声変わりをしていない少年のくぐもったその声に、二人の騒がしい口論ははたと止んだ。
イブは目を丸くし、リストに到っては一筋の冷や汗を流しながら……現在進行形でイブが脇に抱えている声の主に、揃って目をやった。
…マントに包まれたその小さな身体は僅かだが、ピクリと動いた。
意識が戻ったのか否か。グルグルに巻いたマフラーから覗くやけに端整な顔を見れば、瞼は閉じられているものの、口元が小さく動いている。
……覚醒、しそうだ。
「………おっ。…もしかしたらお目覚めじゃん?なんか起きそうだよこの子」
この際、起こしてしまおうか…と楽観的に考えながら少年の青銀髪を軽く叩こうとしたイブに…顔面蒼白のリストがストップをかけた。

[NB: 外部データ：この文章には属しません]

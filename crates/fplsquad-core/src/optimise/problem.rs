// The selection problem capability shared by roster and lineup solves.

use crate::candidate::CandidatePool;
use crate::error::{ProblemKind, Result};
use crate::optimise::constraint::LinearConstraint;
use crate::optimise::solver::solve_binary;

/// Everything the solver needs to pick a subset of a pool.
pub trait SelectionProblem {
    fn kind(&self) -> ProblemKind;

    /// The pool the decision vector is indexed against.
    fn pool(&self) -> &CandidatePool;

    /// Number of candidates a solution must contain.
    fn cardinality(&self) -> usize;

    /// Per-candidate value to maximise, in pool order.
    fn objective(&self) -> Vec<f64> {
        self.pool().iter().map(|c| c.predicted_score).collect()
    }

    /// Every constraint a solution must satisfy.
    fn constraints(&self) -> Result<Vec<LinearConstraint>>;
}

/// Solve a selection problem and return the chosen candidates in pool order.
pub fn optimise<P: SelectionProblem + ?Sized>(problem: &P) -> Result<CandidatePool> {
    let constraints = problem.constraints()?;
    let decisions = solve_binary(problem.kind(), &problem.objective(), &constraints)?;
    Ok(problem.pool().select(&decisions))
}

その形相は、絶体絶命の窮地に追いやられた人間と般若の怖面を足して二で割った様な、とにかくなんとも形容し難いものだった。
「止めっ…止めろ!!起こすな馬鹿!考えてもみろ……そのガキから見れば、俺達は誘拐犯や人身売買の商人だとかの類にしか見えないだろ!もしくはただの変人だ。どちらにせよ、悪者としかとられない。……加えてそのガキは狩人だ………何をしてくるか分かったもんじゃない…」
例として上げるならば、以前の神声塔で仕掛けられた残忍な罠の件だとか。
…とにかく、狩人というのは自分達とは何処か違う神経を持ち合わせていると言うか…戦闘において加減を知らないと言うか…慈悲なんてさらさら無いと言うか………………こちらの想定外の行動に出る、読めない人種だ。